Characteristics Of Bacteria
Although all bacteria share certain structural, genetic, and metabolic characteristics, important biochemical differences exist among the many species of bacteria. These differences permit bacteria to live in many different, and sometimes extreme, environments. For example, some bacteria recycle nitrogen and carbon from decaying organic matter, then release these gases into the atmosphere to be reused by other living things. Other bacteria cause diseases in humans and animals, help digest sewage in treatment plants, or produce the alcohol in wine, beer and liquors. Still others are used by humans to break down toxic waste chemicals in the environment, a process called bioremediation.
The cytoplasm of all bacteria is enclosed within a cell membrane surrounded by a rigid cell wall whose polymers, with few exceptions, include peptidoglycans—large, structural molecules made of protein carbohydrate.
Bacteria also secrete a viscous, gelatinous polymer (called the glycocalyx) on their cell surfaces. This polymer, composed either of polysaccharide, polypeptide, or both, is called a capsule when it occurs as an organized layer firmly attached to the cell wall. Capsules increase the disease-causing ability (virulence) of bacteria by inhibiting immune system cells called phagocytes from engulfing them. One such bacterium, Streptococcus pneumoniae, is the cause of pneumonia.
The shape of bacterial cells are classified as spherical (coccus), rodlike (bacillus), spiral (spirochete), helical (spirilla) and comma-shaped (vibrio) cells. Many bacilli and vibrio bacteria have whiplike appendages (called flagella) protruding from the cell surface. Flagella are composed of tight, helical rotors made of chains of globular protein called flagellin, and act as tiny propellers, making the bacteria very mobile.
Flagella may be arranged in any of four ways, depending on the species of bacteria. There is the monotrichous condition (single flagellum at one end), the amphitrichous (single flagellum at each end of the bacterium), the lophotrichous (two or more flagella at either or both ends of the bacterium), and the peritrichous condition (flagella distributed over the entire cell).
Spirochetes are spiral-shaped bacteria that live in contaminated water, sewage, soil and decaying organic matter, as well as inside humans and animals. Spirochetes move by means of axial filaments, which consist of bundles of fibrils arising at each end of the cell beneath an outer sheath. The fibrils, which spiral around the cell, rotate, causing an opposite movement of the outer sheath that propels the spirochetes forward, like a turning corkscrew. The best known spirochete is Treponema pallidum, the organism that causes syphilis.
On the surface of some bacteria are short, hairlike, proteinaceous projections that may arise at the ends of the cell or over the entire surface. These projections, called fimbriae, let the bacteria adhere to surfaces. For example, fimbriae on the bacterium Neisseria gonorrhoea, which causes gonorrhea, allow these organisms to attach to mucous membranes.
Other proteinaceous projections, called pili, occur singly or in pairs, and join pairs of bacteria together, facilitating transfer of DNA between them.
During periods of harsh environmental conditions some bacteria, such as those of the genera Clostridium and Bacillus, produce within themselves a dehydrated, thick-walled endospore. These endospores can survive extreme temperatures, dryness, and exposure to many toxic chemicals and to radiation. Endospores can remain dormant for long periods (hundreds of years in some cases) before being reactivated by the return of favorable conditions.

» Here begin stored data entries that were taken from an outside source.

//! # Schedule Module
//!
//! Weekly session templates. A schedule says "every Tuesday 18:00-19:00
//! at the pool"; dated [`Session`]s are generated from it.
//!
//! Weekdays count from Sunday: 0 = Sunday ... 6 = Saturday.

use crate::clock::{ClockTime, TimeRange};
use crate::error::{Error, Result};
use crate::primitives::{FacilityId, ScheduleId, SessionId, UserId};
use crate::session::Session;
use chrono::{DateTime, Datelike, Days, NaiveDate, Utc};
use serde::{Deserialize, Serialize};

/// A recurring weekly slot led by one trainer.
#[derive(Debug, Clone, PartialEq, Eq, Serialize, Deserialize)]
pub struct Schedule {
    pub id: ScheduleId,
    pub trainer_id: UserId,
    pub facility_id: FacilityId,
    pub weekday: u8,
    pub start_time: ClockTime,
    pub end_time: ClockTime,
    pub capacity: u32,
    pub is_active: bool,
    pub created_at: DateTime<Utc>,
    pub updated_at: DateTime<Utc>,
}

impl Schedule {
    #[must_use]
    pub fn range(&self) -> TimeRange {
        TimeRange {
            start: self.start_time,
            end: self.end_time,
        }
    }

    /// Two active schedules clash when they share a weekday and overlap.
    #[must_use]
    pub fn clashes_with(&self, other: &Schedule) -> bool {
        self.is_active
            && other.is_active
            && self.weekday == other.weekday
            && self.range().overlaps(&other.range())
    }

    /// The dated session for one occurrence.
    #[must_use]
    pub fn session_on(&self, date: NaiveDate, now: DateTime<Utc>) -> Session {
        Session {
            id: SessionId::new(),
            schedule_id: Some(self.id),
            trainer_id: self.trainer_id,
            facility_id: self.facility_id,
            date,
            start_time: self.start_time,
            end_time: self.end_time,
            capacity: self.capacity,
            is_canceled: false,
            created_at: now,
            updated_at: now,
        }
    }

    /// Listing order: weekday, then start time.
    pub fn by_weekday(a: &Schedule, b: &Schedule) -> std::cmp::Ordering {
        a.weekday
            .cmp(&b.weekday)
            .then_with(|| a.start_time.cmp(&b.start_time))
    }
}

/// Schedule input.
#[derive(Debug, Clone, Deserialize)]
pub struct ScheduleDraft {
    pub facility_id: FacilityId,
    pub weekday: u8,
    pub start_time: String,
    pub end_time: String,
    pub capacity: u32,
}

impl ScheduleDraft {
    pub fn into_schedule(self, trainer_id: UserId, now: DateTime<Utc>) -> Result<Schedule> {
        if self.weekday > 6 {
            return Err(Error::validation("weekday must be between 0 (Sunday) and 6"));
        }
        let range = TimeRange::parse(&self.start_time, &self.end_time)?;
        if self.capacity < 1 {
            return Err(Error::validation("capacity must be at least 1"));
        }
        Ok(Schedule {
            id: ScheduleId::new(),
            trainer_id,
            facility_id: self.facility_id,
            weekday: self.weekday,
            start_time: range.start,
            end_time: range.end,
            capacity: self.capacity,
            is_active: true,
            created_at: now,
            updated_at: now,
        })
    }
}

/// Weekday of `date`, Sunday = 0.
#[must_use]
pub fn weekday_of(date: NaiveDate) -> u8 {
    date.weekday().num_days_from_sunday() as u8
}

/// The next `count` dates falling on `weekday`, starting at `from`
/// (inclusive).
#[must_use]
pub fn next_weekdays(weekday: u8, from: NaiveDate, count: usize) -> Vec<NaiveDate> {
    let ahead = (u64::from(weekday) + 7 - u64::from(weekday_of(from))) % 7;
    let Some(first) = from.checked_add_days(Days::new(ahead)) else {
        return Vec::new();
    };
    (0..count as u64)
        .map_while(|week| {
            week.checked_mul(7)
                .and_then(|days| first.checked_add_days(Days::new(days)))
        })
        .collect()
}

A primitive form of exchange of genetic material between bacteria involving plasmids does occur. Plasmids are small, circular, extrachromosomal DNA molecules that are capable of replication and are known to be capable of transferring genes among bacteria. For example, resistance plasmids carry genes for resistance to antibiotics from one bacterium to another, while other plasmids carry genes that confer pathogenicity. In addition, the transfer of genes via bacteriophages—viruses that specifically parasitize bacteria—also serves as a means of genetic recombination. Corynebacterium diphtheriae, for example, produces the diphtheria toxin only when infected by a phage that carries the diphtherotoxin gene.
The above examples of genetic information exchange between bacterial cells occurs regularly in nature. This natural exchange, or lateral gene transfer, can be mimicked artificially in the laboratory. Bioengineering uses sophisticated techniques to purposely transfer DNA from one organism to another in order to give the second organism some new characteristic it did not have previously. For example, in a process called transformation, antibiotic susceptible bacteria that are induced to absorb manipulated plasmids placed in their environment, can acquire resistance to that antibiotic substance due to the new genes they have incorporated. Similarly, in a process called transfection, specially constructed viruses are used to artificially inject bioengineered DNA into bacteria, giving infected cells some new characteristic.
Bacteria synthesize special DNA-cutting enzymes (known as restriction enzymes) that destroy the DNA of phages that do not normally infect them. Purified restriction enzymes are used in the laboratory to slice pieces of DNA from one organism and insert them into the genetic material of another organism as mentioned above.